The plan awaits Listecki’s possible revisions and approval. For more details, see Sunday's Tribune.
The bishop Monday talked about that plan and other diocese issues since his arrival more than two years ago in an interview with the Tribune.
Below are excerpts from that conversation.

Q: One of the other numbers that the Rev. (David) Kunz talked about that was important to this pastoral planning committee was the 210,000 Catholics in the diocese and the 70,000 in the pews on Sundays, attending Sunday Masses.
A: One-third, that's usually a national statistic.

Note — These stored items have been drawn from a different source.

pub mod interval;
pub mod solarman;
use std::{
    env,
    error::Error,
    fs::File,
    io::{self, BufRead, IsTerminal, Write},
    path::PathBuf,
};

use clap::Parser;
use jiff::{civil::Date, Zoned};
use log::info;
use pvfetch::solarman::{stats::write_csv, SolarmanClient};

/// Solarman data downloader app
#[derive(Parser, Debug)]
#[command(version, about, long_about = None)]
struct Args {
    /// Solarman account username
    #[arg(short, long)]
    username: String,

    /// Start date in format YYYY-MM-DD, e.g. 2020-01-25
    #[arg(short, long)]
    start_date: Date,

    /// End date in format YYYY-MM-DD, e.g. 2020-01-25, default=today
    #[arg(short, long)]
    end_date: Option<Date>,

    /// Output filename (csv), default=stdout
    #[arg(short, long)]
    output: Option<PathBuf>,
}

/// Take the password from the SOLARMAN_PASSWORD variable when set, otherwise
/// read one line from stdin.  Prompt on stderr only when stdin is a terminal
/// so that piping the password in stays quiet.
fn read_password(username: &str) -> Result<String, Box<dyn Error>> {
    if let Ok(password) = env::var("SOLARMAN_PASSWORD") {
        return Ok(password);
    }
    let stdin = io::stdin();
    if stdin.is_terminal() {
        eprint!("Solarman password for user {}: ", username);
        io::stderr().flush()?;
    }
    let mut line = String::new();
    stdin.lock().read_line(&mut line)?;
    Ok(line.trim_end_matches(['\r', '\n']).to_string())
}

#[tokio::main(flavor = "current_thread")]
async fn main() -> Result<(), Box<dyn Error>> {
    let args = Args::parse();

    env_logger::builder()
        .filter_level(log::LevelFilter::Info)
        .init();

    dotenvy::dotenv().ok();

    let end_date = match args.end_date {
        Some(date) => date,
        None => Zoned::now().date(),
    };
    if end_date < args.start_date {
        return Err(format!(
            "end date {} is before start date {}",
            end_date, args.start_date
        )
        .into());
    }

    let password = read_password(&args.username)?;
    let client = SolarmanClient::prod();
    let records = client
        .download_generation(&args.username, &password, args.start_date, end_date)
        .await?;

    match &args.output {
        Some(path) => {
            write_csv(&records, File::create(path)?)?;
            info!("wrote {} daily records to {}", records.len(), path.display());
        }
        // logging goes to stderr, so stdout carries only the csv
        None => write_csv(&records, io::stdout())?,
    }

    Ok(())
}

Q: As bishop of this diocese how do you respond to that? One thing the Rev. Kunz said was we need to ask ourselves if we can be creative again in ministering. And he talked about not just taking care of ? He said maybe we, as pastors, have gotten into a rut because we have so much going on in taking care of this institution and we've put less effort into evangelizing and bringing Christ out to people. And I just am curious to hear, when you look at that number, the 1/3rd, across the country but also in this diocese, how do you respond to that? Where do you see that coming from and what do you say to Catholics? How do Catholics respond?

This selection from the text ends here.